Since SafeHarbor moved in, about 10 other companies have joined it, bringing the first new jobs to an area whose fortunes long cycled and ultimately plummeted with its dominant industry - timber.

When environmental laws began curtailing many logging operations in the 1980s, and affected the paper and other wood product manufacturing plants based here, unemployment in the area approached 20 percent.

And in fact, many of those former timber and wood products employees are now here at SafeHarbor, sitting at computer terminals rather than wielding chainsaws or operating lathes.

"I worked in the last of the high-timber logging days," says Rich Miller, now a director of one of SafeHarbor's units. "It was hard, dangerous but well-paying, and I was in my 20s. I was college-educated, but you could make twice as much money logging as anything else."

But then the industry went through one of its slowdowns, and Miller was laid off in the early 1980s. He eventually became a traveling salesman - of beauty supplies - but developed an interest in personal computers and then the Internet. Living in this area, though, his interest would remain a hobby because there simply weren't any computer jobs around.

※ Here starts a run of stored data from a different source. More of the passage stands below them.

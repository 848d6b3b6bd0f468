//! Wire form of the claims carried in a token.

use serde::{Deserialize, Serialize};

/// Registered JWT claims used by Passport tokens: subject and expiry only.
#[derive(Debug, Clone, PartialEq, Eq, Serialize, Deserialize)]
pub struct RegisteredClaims {
    /// Decimal user id.
    pub sub: String,

    /// Expiry (seconds since epoch).
    pub exp: i64,
}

Some old school friends, got the idea to start, and Miller signed on as one of their first employees.

The "Three Bs," as Brian Sterling, Bo Waddell and Bill Miller are called, grew up in nearby Hoquiam, went to Washington State University and eventually gravitated to top positions at various high-tech companies.

They decided to strike out on their own in 1998 with a company that would provide technical support for Web sites owned by other companies or government agencies. Since the support would be supplied over the Internet, SafeHarbor could be anywhere.

"One of our former high school teachers said to us, `Isn't there something you can do to create jobs here?'" Waddell says.

Customers who need help as they navigate the Web site of, say, the Washington State Licensing Department - the state government is one of SafeHarbor's clients - are directed to click on a page that SafeHarbor has developed.

There, they're led through possible solutions to their particular problems. If none of those works, customers can e-mail their question or telephone for help - probably unaware that the person on the other end is not a licensing department employee but a SafeHarbor worker in Satsop.

"About 70 percent of people can help themselves that way without having to call in," Sterling says. "Why tie up a well-trained, sophisticated tech worker with mundane questions?"

The Satsop Development Park welcomed the new company with open arms. The park spent $5 million to renovate a nearly 50,000-square-foot building for SafeHarbor and $6 million to build a second one for the growing company. Additionally, SafeHarbor gets state tax credits for bringing tech jobs to a rural area.

Compared with the cost of doing business in the Seattle area, where most of the state's other high-tech companies cluster, the deal was irresistible.

"The price was right," Sterling says. "And the key: plenty of free parking."